これから伸びるのはリフォームや買い取り再販

快進撃を続ける大和ハウスだが、5兆円の先を目指すには国内事業の地盤固めと海外事業の多角化が欠かせない。

営業利益の約9割を占める国内事業を担う大友氏は、「われわれが注力すべきは第一に戸建てや賃貸などの住宅だ」と強調する。人口が減少する中、住宅市場の縮小は避けられない。注文住宅の高付加価値化やセミオーダーなどの手頃な価格帯の商品の拡充に加え、同時に強化してきたのがリフォームや買い取り再販などのリブネス事業だ。

大友氏は「これから伸びるのはリブネス事業などのストックビジネス。リブネス事業の足元の売上高の見通しは約3800億円だが、1兆円を目指せる事業だ」と強調する。

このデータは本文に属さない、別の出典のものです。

//! Target language backends.
//!
//! The resolution engine is language-neutral; a [`Backend`] decides how a
//! resolved type, a model, a method and a sub-client look in one language,
//! and how the finished pieces are laid out into files.

mod csharp;
mod python;

pub use csharp::CSharpBackend;
pub use python::PythonBackend;

use crate::models::GeneratedType;
use crate::resolver::TypeRef;
use crate::signature::{MethodSignature, MethodVariant};
use crate::template_engine::TemplateEngine;
use crate::types::GeneratedCode;
use crate::versioning::VersionModule;
use sdkgen_core::{GeneratorSettings, Result, Target};
use std::fmt;

/// Shape of the sub-client classes a backend emits.
#[derive(Debug, Clone, Copy, PartialEq, Eq, Hash)]
pub enum ClientFlavor {
    /// One class carrying both synchronous and asynchronous methods
    Combined,
    /// Class with synchronous methods only
    Sync,
    /// Class with asynchronous methods only
    Async,
}

impl ClientFlavor {
    /// Method variants emitted into a class of this flavor.
    #[must_use]
    pub const fn variants(&self) -> &'static [MethodVariant] {
        match self {
            Self::Combined => &[MethodVariant::Sync, MethodVariant::Async],
            Self::Sync => &[MethodVariant::Sync],
            Self::Async => &[MethodVariant::Async],
        }
    }

    /// Class name suffix distinguishing the asynchronous flavor.
    #[must_use]
    pub const fn class_suffix(&self) -> &'static str {
        match self {
            Self::Combined | Self::Sync => "",
            Self::Async => "Async",
        }
    }
}

/// Language-specific rendering.
pub trait Backend: fmt::Debug {
    /// Target language.
    fn target(&self) -> Target;

    /// Renders a resolved type as a type expression.
    fn render_type(&self, type_ref: &TypeRef) -> String;

    /// Renders a model declaration.
    fn render_model(&self, model: &GeneratedType) -> String;

    /// Sub-client class flavors, in emission order.
    fn client_flavors(&self) -> &'static [ClientFlavor];

    /// Renders the interface declaration of a method.
    ///
    /// Returns `None` for targets without interfaces.
    fn interface_method(&self, signature: &MethodSignature, variant: MethodVariant)
    -> Option<String>;

    /// Renders the implementation of a method.
    fn implementation_method(&self, signature: &MethodSignature, variant: MethodVariant) -> String;

    /// Wraps rendered methods into one sub-client's source text.
    fn sub_client_source(
        &self,
        group: &str,
        flavor: ClientFlavor,
        interface_methods: &[String],
        implementation_methods: &[String],
    ) -> String;

    /// Lays the composed versions out into files.
    ///
    /// # Errors
    ///
    /// Returns [`sdkgen_core::Error::TemplateError`] if rendering fails.
    fn render_files(
        &self,
        engine: &TemplateEngine<'_>,
        versions: &[VersionModule],
    ) -> Result<GeneratedCode>;
}

/// Creates the backend for `target`.
///
/// # Examples
///
/// ```
/// use sdkgen_codegen::backend::backend_for;
/// use sdkgen_codegen::resolver::TypeRef;
/// use sdkgen_core::{GeneratorSettings, Target};
///
/// let settings = GeneratorSettings::default();
/// let csharp = backend_for(Target::CSharp, &settings);
/// let python = backend_for(Target::Python, &settings);
///
/// let list = TypeRef::Sequence(Box::new(TypeRef::Text)).into_optional();
/// assert_eq!(csharp.render_type(&list), "IReadOnlyList<string>?");
/// assert_eq!(python.render_type(&list), "Optional[list[str]]");
/// ```
#[must_use]
pub fn backend_for(target: Target, settings: &GeneratorSettings) -> Box<dyn Backend> {
    match target {
        Target::CSharp => Box::new(CSharpBackend::new(settings.clone())),
        Target::Python => Box::new(PythonBackend::new(settings.clone())),
    }
}

/// Lower-case words of a PascalCase group name, for documentation.
fn group_words(group: &str) -> String {
    crate::naming::to_snake_case(group).replace('_', " ")
}

/// First line of optional documentation, or an empty string.
fn doc_line(text: Option<&str>) -> &str {
    text.and_then(crate::naming::first_line).unwrap_or_default()
}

商業施設や物流施設、データセンターなどの非住宅事業の拡大にも注力する。大和ハウスの2023年度の国内売上高に占める割合は戸建住宅セグメントが約1割、賃貸住宅セグメントや商業施設セグメント、物流施設などの事業施設セグメントがそれぞれ約3割と事業ポートフォリオの多角化が進んでいるのが強みだ。

 

「物流施設やデータセンターをはじめ、われわれにはたくさんのリソースがあり、まだまだできることがある」と大友氏は意気込む。ストックビジネスだけでなく、非住宅での強みをどう伸ばすか。大友氏の手腕が問われる。